Here is a serial sample script that has to be modified to fit your case. All entries enclosed in {} must be replaced.

Insert your email-address after the "#$ -M".

Note that that qsub usually expects shell scripts, not executable files. To submit the job you simply type

qsub serial.csh

Note that from the command line you can issue options and type, for instance:

qsub -cwd -v VAR=value -o /home/tmp -e /home/tmp serial.csh

How do I submit an Array of Jobs?

An array of jobs is a job consisting of a range of independent identical tasks.

You submit an array of jobs by using the qsub command with the -t option like this:

qsub -t 2-10:2 serial.csh

where the -t option defines the task index range (check qsub manpages for more details).

How do I Submit Jobs to the SunFire 15K Machines?

Our main production environment consists of 7 Sun Fire 25K machines. When you submit jobs, by default this is the set of machines on which your job will run.

The 25K machines contain Ultra Sparc IV+ chips, so natively optimized code generated by the Studio compilers is often tuned specifically for those chips to get the best performance.

We also have 3 Sun Fire 15K machines with Ultra Sparc III chips (these are a bit slower than the IV+ chips, 1.2 GHz vs. 1.5/1.8 GHz) that have been retained from our previous setup.

It is possible that code optimized for the US IV+ chips will not run properly on the US III chips. A job submitted to Grid Engine can often run anywhere on the compute grid, so one day your US IV+ code will run perfectly on a 25K, but the next day it could end up on a 15K and might crash for no obvious reason.

For this reason, the 15Ks are not included in the default production queues.

Default Production Queues

All jobs start with a default request for
production.q@@us4plus
@us4plus is a hostgroup that currently contains all the machines with US IV+ chips (right now, that means the 25Ks).
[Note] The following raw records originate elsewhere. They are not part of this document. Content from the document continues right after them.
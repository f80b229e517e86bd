// src/stats/sparkline.rs
use std::collections::vec_deque;

/// Hash-rate history normalized against its own maximum
///
/// Lazy and finite: each sample is scaled only when pulled. Cloning the
/// iterator restarts it from the same position, so renderers can walk the
/// series more than once without copying the history.
#[derive(Debug, Clone)]
pub struct Sparkline<'a> {
    samples: vec_deque::Iter<'a, u32>,
    max: u32,
}

impl<'a> Sparkline<'a> {
    pub(crate) fn new(samples: vec_deque::Iter<'a, u32>) -> Self {
        let max = samples.clone().copied().max().unwrap_or(0);
        Sparkline { samples, max }
    }
}

impl Iterator for Sparkline<'_> {
    type Item = u8;

    fn next(&mut self) -> Option<u8> {
        let sample = *self.samples.next()?;
        if self.max == 0 {
            return Some(0);
        }
        let scaled = (f64::from(sample) / f64::from(self.max) * 100.0).round();
        Some(scaled as u8)
    }

    fn size_hint(&self) -> (usize, Option<usize>) {
        self.samples.size_hint()
    }
}

impl ExactSizeIterator for Sparkline<'_> {}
Submitting jobs to these machines

Grid Engine provides a number of ways to select potential target machines for jobs. In particular, we have set up a "hostgroup" and a queue.

The hostgroup @us3 is just a short-hand container name for machines with US III chips (currently the 15Ks). The production.q queue is also available on this hostgroup but is not part of the default request configuration within jobs.

How to add the 15Ks to your job request

Only do this if your code can run on these US III machines!
  1. (simplest) the job can run on any machine that is part of production.q:
    #$ ... other directives ...
    		#$ -q production.q
  2. the job can also run somewhere in the us3 hostgroup:
    #$ ... other directives ...
    		#$ -q *@@us3
  3. ensure the job must run somewhere in the us3 hostgroup:
    #$ -clear
    		#$ ... other directives ...
    		#$ -q *@@us3
Notes:

The -clear removes any defaults for subsequent Grid Engine directives in this job (and only in this job), in particular the default production queue setup.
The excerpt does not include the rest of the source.